Kate who describes herself as shy by nature believes her experiences in sport have led to her becoming more sociable. “In all the teams I’ve been in I’ve made friends. When you go into each group, you make different friends. Even when I’m in school it’s easier to make friends,” says Kate, who plays soccer for her school team at Moville Community College and her club, Greencastle FC.

“I would have been shy and slow to put myself out there. With sport when you’re in a team you have to talk in front of the whole group and that builds your confidence. You have to talk about how you have played and what you would improve on. It brings you out of your shell,” she says.

“I like the company of other people and being competitive. If you lose a game you tell one another to keep going. I think I just grew up with sport – I had brothers and I played with them all the time,” says Kate.

Just short of her 16th birthday, Kate has seen other girls her age leave sport. “Some would have dropped out. If they’re not committed they become interested in other things,” she says.

For Kate, playing sport has been a way of clearing her head, something she found helpful in her first big exam year. “At the same time you get really fit and the craic is 90,” she says.

“I like being part of a team because I like working with other people and learning from them. When you’re playing with other people and watching them you can see what they are doing and you can improve yourself. You learn to share the work and you know how to take part”.

Kate says she would tell teenagers to stick with their sports if they are at that stage when they feel like dropping out. “Stick with it and you will benefit in so many ways. That feeling when you win a trophy is the most amazing thing. You will get to know so many people from playing with them and against them. It makes everything in life easier,” says Kate.

Her mum, Joanna, says Kate is always on the go and has yet to hear her daughter utter the words “I’m bored”.

“There’s not enough hours in the day for her – she’s constantly on the go. We would have always encouraged her because she’s got a flair for sport. But she wanted to try out everything – sometimes we have to hold her back because wants to do everything,” says Joanna.

“I think Kate is very conscious of her responsibility to her team. She’s very conscious of trying her best for the team. She can be very critical of herself and constantly asks whether she should have passed the ball earlier. I think she’s conscious of letting people down,” she says.

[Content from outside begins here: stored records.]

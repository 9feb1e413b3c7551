//! 批量同步对账
//!
//! 外部系统批量上报已使用的优惠券（`reconcile`）和购买交易
//! （`reconcile_transactions`），逐条交给账本处理，每批写一条 `SyncLog`。
//!
//! - 条目之间相互独立，单条失败只记录在 `failed_items` 中
//! - 并发处理（`ledger.sync_concurrency`），结果按输入顺序记录
//! - 所有条目都尝试过后状态为 `completed`；批次无法开始时为 `failed`
//!   （作用域无法解析、空批次、超过 `ledger.max_batch_size`）
//! - 已处理过的 invoice_no 再次上报视为成功（`replayed = true`），不产生新流水

use std::sync::Arc;
use std::time::Instant;

use futures::stream::{self, StreamExt};
use loyalty_shared::config::LedgerConfig;
use loyalty_shared::observability::metrics as app_metrics;
use rust_decimal::Decimal;
use tracing::{error, info, instrument, warn};

use super::ledger_service::LedgerService;
use super::tenant_resolver::TenantResolver;
use crate::error::{LedgerError, Result};
use crate::models::{
    CouponSyncItem, Customer, LedgerReceipt, NewSyncLog, OrderSnapshot, RequestOrigin, RuleRef,
    SyncItemResult, SyncKind, SyncLog, TenantScope, TransactionSyncItem,
};
use crate::repository::{CustomerRepositoryTrait, SyncLogRepositoryTrait};
use crate::validation;

pub struct SyncReconciler {
    ledger: Arc<LedgerService>,
    customers: Arc<dyn CustomerRepositoryTrait>,
    sync_logs: Arc<dyn SyncLogRepositoryTrait>,
    resolver: Arc<TenantResolver>,
    concurrency: usize,
    max_batch_size: usize,
}

impl SyncReconciler {
    pub fn new(
        ledger: Arc<LedgerService>,
        customers: Arc<dyn CustomerRepositoryTrait>,
        sync_logs: Arc<dyn SyncLogRepositoryTrait>,
        resolver: Arc<TenantResolver>,
        config: &LedgerConfig,
    ) -> Self {
        Self {
            ledger,
            customers,
            sync_logs,
            resolver,
            concurrency: config.sync_concurrency.max(1),
            max_batch_size: config.max_batch_size,
        }
    }

    /// 优惠券同步：每条核销一张券，invoice_no 作为订单号
    #[instrument(skip_all, fields(scope = %scope, items = items.len()))]
    pub async fn reconcile(
        &self,
        scope: TenantScope,
        items: Vec<CouponSyncItem>,
    ) -> Result<SyncLog> {
        let started = self.start_batch(Some(scope), SyncKind::Coupon, items.len()).await?;
        let log = match started {
            BatchStart::Rejected(log) => return Ok(log),
            BatchStart::Ready(log) => log,
        };

        let results = stream::iter(items.into_iter().enumerate())
            .map(|(index, item)| self.reconcile_coupon_item(scope, index, item))
            .buffered(self.concurrency);

        self.finish_batch(log, results).await
    }

    /// 交易同步：每条按规则或活动累积积分
    #[instrument(skip_all, fields(scope = %scope, items = items.len()))]
    pub async fn reconcile_transactions(
        &self,
        scope: TenantScope,
        items: Vec<TransactionSyncItem>,
    ) -> Result<SyncLog> {
        let started = self
            .start_batch(Some(scope), SyncKind::Transaction, items.len())
            .await?;
        let log = match started {
            BatchStart::Rejected(log) => return Ok(log),
            BatchStart::Ready(log) => log,
        };

        let results = stream::iter(items.into_iter().enumerate())
            .map(|(index, item)| self.reconcile_transaction_item(scope, index, item))
            .buffered(self.concurrency);

        self.finish_batch(log, results).await
    }

    /// 先解析请求来源，作用域无法解析时批次直接失败
    pub async fn reconcile_for_origin(
        &self,
        origin: &RequestOrigin,
        items: Vec<CouponSyncItem>,
    ) -> Result<SyncLog> {
        match self.resolver.resolve(origin).await {
            Ok(scope) => self.reconcile(scope, items).await,
            Err(e) => self.unscoped_failure(SyncKind::Coupon, items.len(), e).await,
        }
    }

    pub async fn reconcile_transactions_for_origin(
        &self,
        origin: &RequestOrigin,
        items: Vec<TransactionSyncItem>,
    ) -> Result<SyncLog> {
        match self.resolver.resolve(origin).await {
            Ok(scope) => self.reconcile_transactions(scope, items).await,
            Err(e) => self.unscoped_failure(SyncKind::Transaction, items.len(), e).await,
        }
    }

    async fn unscoped_failure(
        &self,
        kind: SyncKind,
        total: usize,
        cause: LedgerError,
    ) -> Result<SyncLog> {
        warn!(kind = kind.as_str(), error = %cause, "无法解析租户作用域，批次失败");
        let log = self
            .sync_logs
            .create(&NewSyncLog {
                scope: None,
                kind,
                total_count: count(total),
            })
            .await?;
        let log = self.sync_logs.mark_failed(log.id, &cause.to_string()).await?;
        app_metrics::record_sync_batch(kind.as_str(), log.status.as_str(), 0, 0);
        Ok(log)
    }

    async fn start_batch(
        &self,
        scope: Option<TenantScope>,
        kind: SyncKind,
        total: usize,
    ) -> Result<BatchStart> {
        let log = self
            .sync_logs
            .create(&NewSyncLog {
                scope,
                kind,
                total_count: count(total),
            })
            .await?;

        let rejection = if total == 0 {
            Some("批次为空".to_string())
        } else if total > self.max_batch_size {
            Some(format!("批次条目数 {} 超过上限 {}", total, self.max_batch_size))
        } else {
            None
        };

        match rejection {
            Some(reason) => {
                warn!(sync_log_id = log.id, kind = kind.as_str(), reason = %reason, "批次无法开始");
                let log = self.sync_logs.mark_failed(log.id, &reason).await?;
                app_metrics::record_sync_batch(kind.as_str(), log.status.as_str(), 0, 0);
                Ok(BatchStart::Rejected(log))
            }
            None => {
                info!(sync_log_id = log.id, kind = kind.as_str(), total, "开始处理同步批次");
                Ok(BatchStart::Ready(log))
            }
        }
    }

    /// 按输入顺序逐条记录结果，全部记录后标记完成
    async fn finish_batch<S>(&self, log: SyncLog, results: S) -> Result<SyncLog>
    where
        S: futures::Stream<Item = SyncItemResult>,
    {
        let start = Instant::now();
        let mut results = std::pin::pin!(results);
        let (mut success, mut failed) = (0u64, 0u64);

        while let Some(result) = results.next().await {
            if result.is_success() {
                success += 1;
            } else {
                failed += 1;
            }
            if let Err(e) = self.sync_logs.record_item(log.id, &result).await {
                error!(sync_log_id = log.id, error = %e, "同步结果写入失败");
                if let Err(mark_err) = self.sync_logs.mark_failed(log.id, &e.to_string()).await {
                    error!(sync_log_id = log.id, error = %mark_err, "标记同步批次失败时出错");
                }
                return Err(e);
            }
        }

        let log = self.sync_logs.mark_completed(log.id).await?;
        app_metrics::record_sync_batch(log.kind.as_str(), log.status.as_str(), success, failed);
        info!(
            sync_log_id = log.id,
            total = log.total_count,
            success = log.success_count,
            failed = log.failed_count,
            elapsed_ms = start.elapsed().as_millis() as u64,
            "同步批次处理完成"
        );
        Ok(log)
    }

    async fn reconcile_coupon_item(
        &self,
        scope: TenantScope,
        index: usize,
        item: CouponSyncItem,
    ) -> SyncItemResult {
        let reference = item.invoice_no.trim().to_string();
        let outcome = self.redeem_synced_coupon(scope, &reference, &item).await;
        item_result(index, reference, outcome)
    }

    async fn redeem_synced_coupon(
        &self,
        scope: TenantScope,
        reference: &str,
        item: &CouponSyncItem,
    ) -> Result<LedgerReceipt> {
        let phone_no = validation::validate_coupon_sync_item(item)?;
        let customer = self.customer_by_phone(scope, &phone_no).await?;
        let order = OrderSnapshot::new(Some(reference.to_string()), Decimal::ZERO, item.used_time);
        self.ledger
            .redeem_coupon(scope, &customer.customer_id, item.code.trim(), &order)
            .await
    }

    async fn reconcile_transaction_item(
        &self,
        scope: TenantScope,
        index: usize,
        item: TransactionSyncItem,
    ) -> SyncItemResult {
        let reference = item.invoice_no.trim().to_string();
        let outcome = self.earn_synced_transaction(scope, &reference, &item).await;
        item_result(index, reference, outcome)
    }

    async fn earn_synced_transaction(
        &self,
        scope: TenantScope,
        reference: &str,
        item: &TransactionSyncItem,
    ) -> Result<LedgerReceipt> {
        let phone_no = validation::validate_transaction_sync_item(item)?;
        let rule_ref = match (item.rule_id, item.campaign_id) {
            (Some(rule_id), None) => RuleRef::Rule(rule_id),
            (None, Some(campaign_id)) => RuleRef::Campaign(campaign_id),
            _ => {
                return Err(LedgerError::Validation(
                    "ruleId 与 campaignId 必须且只能提供一个".to_string(),
                ));
            }
        };
        let customer = self.customer_by_phone(scope, &phone_no).await?;

        let mut order = OrderSnapshot::new(
            Some(reference.to_string()),
            item.amount,
            item.transaction_time,
        );
        order.subtotal = item.subtotal;
        self.ledger
            .earn(scope, &customer.customer_id, rule_ref, &order)
            .await
    }

    async fn customer_by_phone(&self, scope: TenantScope, phone_no: &str) -> Result<Customer> {
        self.customers
            .find_active_by_phone(scope, phone_no)
            .await?
            .ok_or_else(|| LedgerError::CustomerNotFound(phone_no.to_string()))
    }
}

enum BatchStart {
    Ready(SyncLog),
    Rejected(SyncLog),
}

fn count(total: usize) -> i32 {
    i32::try_from(total).unwrap_or(i32::MAX)
}

fn item_result(index: usize, reference: String, outcome: Result<LedgerReceipt>) -> SyncItemResult {
    match outcome {
        Ok(receipt) => {
            SyncItemResult::success(index, reference, receipt.activity.id, receipt.replayed)
        }
        Err(e) => {
            if !e.is_business_error() {
                warn!(index, reference = %reference, error = %e, "同步条目处理出现系统错误");
            }
            SyncItemResult::failure(index, reference, e.error_code(), e.to_string())
        }
    }
}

“Even if she never goes any further with the international scene it wouldn’t bother me. She has a sense in her now of how to keep herself fit and she would do a lot of work herself. That’s expected of them – they have a strength and conditioning programme to do to keep fit. Already Kate is talking about coaching a team when she’s older. She’s looking at sport long-term.

She doesn’t know what she wants to do yet but sport will always be a big part of her life,” says Joanna.